[Your instructions]
Produce a copy of every line in the records that holds the string "SignedUrlRequest".

Data extracted from a collection
——————————
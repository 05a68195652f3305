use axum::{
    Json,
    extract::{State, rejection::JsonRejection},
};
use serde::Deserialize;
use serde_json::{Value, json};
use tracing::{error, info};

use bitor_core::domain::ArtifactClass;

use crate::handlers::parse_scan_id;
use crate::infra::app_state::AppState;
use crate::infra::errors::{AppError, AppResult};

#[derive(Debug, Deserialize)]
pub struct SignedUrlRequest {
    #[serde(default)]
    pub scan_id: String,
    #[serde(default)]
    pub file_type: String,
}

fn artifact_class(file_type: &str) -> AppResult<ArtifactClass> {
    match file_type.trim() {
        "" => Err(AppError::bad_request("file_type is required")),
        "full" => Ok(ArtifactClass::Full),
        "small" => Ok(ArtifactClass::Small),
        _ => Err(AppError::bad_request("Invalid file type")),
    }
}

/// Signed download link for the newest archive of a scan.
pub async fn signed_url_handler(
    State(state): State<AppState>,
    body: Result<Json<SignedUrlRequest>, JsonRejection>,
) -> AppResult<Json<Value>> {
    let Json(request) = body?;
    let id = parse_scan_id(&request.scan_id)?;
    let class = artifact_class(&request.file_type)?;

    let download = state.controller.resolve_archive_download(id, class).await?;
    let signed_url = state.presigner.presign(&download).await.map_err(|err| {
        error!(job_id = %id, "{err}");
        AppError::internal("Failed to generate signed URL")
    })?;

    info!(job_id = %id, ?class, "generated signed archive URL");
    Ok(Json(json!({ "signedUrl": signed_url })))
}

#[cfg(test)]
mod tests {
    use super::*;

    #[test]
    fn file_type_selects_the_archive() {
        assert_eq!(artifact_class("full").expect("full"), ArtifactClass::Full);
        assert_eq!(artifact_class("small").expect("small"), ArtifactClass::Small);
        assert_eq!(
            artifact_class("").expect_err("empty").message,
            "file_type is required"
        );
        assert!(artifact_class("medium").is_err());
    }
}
——————————
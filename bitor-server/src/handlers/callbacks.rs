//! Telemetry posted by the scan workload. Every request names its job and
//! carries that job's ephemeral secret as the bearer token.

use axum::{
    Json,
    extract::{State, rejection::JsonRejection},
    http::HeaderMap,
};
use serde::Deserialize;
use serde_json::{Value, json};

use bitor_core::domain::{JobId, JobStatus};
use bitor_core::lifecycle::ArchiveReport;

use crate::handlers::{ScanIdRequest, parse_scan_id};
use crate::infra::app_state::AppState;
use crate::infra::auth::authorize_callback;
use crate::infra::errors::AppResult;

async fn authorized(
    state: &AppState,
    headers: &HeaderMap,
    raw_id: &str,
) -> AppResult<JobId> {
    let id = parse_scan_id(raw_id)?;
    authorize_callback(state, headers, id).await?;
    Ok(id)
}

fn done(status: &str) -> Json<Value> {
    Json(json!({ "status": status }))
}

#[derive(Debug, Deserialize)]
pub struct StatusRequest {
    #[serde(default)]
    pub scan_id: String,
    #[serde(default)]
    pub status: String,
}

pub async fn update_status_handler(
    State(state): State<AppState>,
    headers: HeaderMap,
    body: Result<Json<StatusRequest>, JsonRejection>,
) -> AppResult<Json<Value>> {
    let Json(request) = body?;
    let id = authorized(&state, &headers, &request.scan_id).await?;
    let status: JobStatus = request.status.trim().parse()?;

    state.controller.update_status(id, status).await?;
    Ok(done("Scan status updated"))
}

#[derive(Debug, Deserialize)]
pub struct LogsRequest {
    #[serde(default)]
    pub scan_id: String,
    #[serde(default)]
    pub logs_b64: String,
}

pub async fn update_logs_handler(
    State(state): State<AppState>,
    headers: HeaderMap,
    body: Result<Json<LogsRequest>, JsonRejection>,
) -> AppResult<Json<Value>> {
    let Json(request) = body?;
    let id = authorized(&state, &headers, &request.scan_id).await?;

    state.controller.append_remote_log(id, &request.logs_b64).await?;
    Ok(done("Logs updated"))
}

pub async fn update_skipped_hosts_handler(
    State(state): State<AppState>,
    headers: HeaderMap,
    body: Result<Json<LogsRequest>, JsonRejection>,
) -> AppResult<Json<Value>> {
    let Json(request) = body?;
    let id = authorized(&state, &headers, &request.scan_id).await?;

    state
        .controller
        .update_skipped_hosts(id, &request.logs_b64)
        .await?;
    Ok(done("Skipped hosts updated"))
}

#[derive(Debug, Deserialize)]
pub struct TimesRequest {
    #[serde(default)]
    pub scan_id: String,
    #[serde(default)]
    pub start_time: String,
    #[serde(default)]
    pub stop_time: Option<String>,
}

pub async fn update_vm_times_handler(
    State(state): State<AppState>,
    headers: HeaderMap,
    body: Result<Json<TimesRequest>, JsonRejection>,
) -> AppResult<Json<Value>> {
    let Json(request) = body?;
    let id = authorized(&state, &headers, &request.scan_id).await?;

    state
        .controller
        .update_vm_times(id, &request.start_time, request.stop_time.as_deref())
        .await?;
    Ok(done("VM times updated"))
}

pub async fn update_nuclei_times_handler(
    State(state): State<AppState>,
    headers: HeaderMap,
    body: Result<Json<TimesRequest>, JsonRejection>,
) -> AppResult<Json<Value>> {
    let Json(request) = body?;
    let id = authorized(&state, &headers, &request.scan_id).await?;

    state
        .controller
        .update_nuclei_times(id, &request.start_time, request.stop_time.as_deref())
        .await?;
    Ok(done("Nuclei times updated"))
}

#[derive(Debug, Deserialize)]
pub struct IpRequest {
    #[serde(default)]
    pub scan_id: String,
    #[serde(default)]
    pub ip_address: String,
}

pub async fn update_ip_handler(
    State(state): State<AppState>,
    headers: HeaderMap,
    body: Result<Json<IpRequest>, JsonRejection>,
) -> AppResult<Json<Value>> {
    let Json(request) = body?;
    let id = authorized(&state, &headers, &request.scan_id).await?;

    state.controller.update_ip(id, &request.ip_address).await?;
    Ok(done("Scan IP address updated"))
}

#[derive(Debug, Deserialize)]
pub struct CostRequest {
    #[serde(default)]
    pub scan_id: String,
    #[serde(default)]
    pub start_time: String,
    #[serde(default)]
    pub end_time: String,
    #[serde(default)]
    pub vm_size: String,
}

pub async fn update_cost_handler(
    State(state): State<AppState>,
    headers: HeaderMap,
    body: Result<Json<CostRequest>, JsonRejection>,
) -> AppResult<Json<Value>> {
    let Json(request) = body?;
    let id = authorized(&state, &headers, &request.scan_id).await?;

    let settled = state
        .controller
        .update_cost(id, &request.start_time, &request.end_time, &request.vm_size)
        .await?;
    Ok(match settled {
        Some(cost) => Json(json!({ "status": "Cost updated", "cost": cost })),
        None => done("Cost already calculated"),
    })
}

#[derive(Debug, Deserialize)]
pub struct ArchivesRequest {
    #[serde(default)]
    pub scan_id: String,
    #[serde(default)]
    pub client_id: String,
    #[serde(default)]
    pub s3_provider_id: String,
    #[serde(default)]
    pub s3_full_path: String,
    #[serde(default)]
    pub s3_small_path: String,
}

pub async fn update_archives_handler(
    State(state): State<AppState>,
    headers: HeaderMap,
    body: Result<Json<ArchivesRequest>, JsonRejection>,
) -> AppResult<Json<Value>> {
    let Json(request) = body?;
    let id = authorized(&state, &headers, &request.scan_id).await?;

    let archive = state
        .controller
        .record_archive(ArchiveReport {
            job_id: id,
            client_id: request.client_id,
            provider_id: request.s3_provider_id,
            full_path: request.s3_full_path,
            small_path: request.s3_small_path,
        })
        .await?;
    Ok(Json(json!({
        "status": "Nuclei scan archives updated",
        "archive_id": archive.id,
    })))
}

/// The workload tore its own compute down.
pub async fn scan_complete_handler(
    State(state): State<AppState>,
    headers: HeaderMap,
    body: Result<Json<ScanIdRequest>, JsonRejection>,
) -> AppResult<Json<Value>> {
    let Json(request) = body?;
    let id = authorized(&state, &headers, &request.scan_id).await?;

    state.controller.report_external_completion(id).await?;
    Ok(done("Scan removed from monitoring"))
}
——————————
[Result of the exercise]
pub struct SignedUrlRequest {
    body: Result<Json<SignedUrlRequest>, JsonRejection>,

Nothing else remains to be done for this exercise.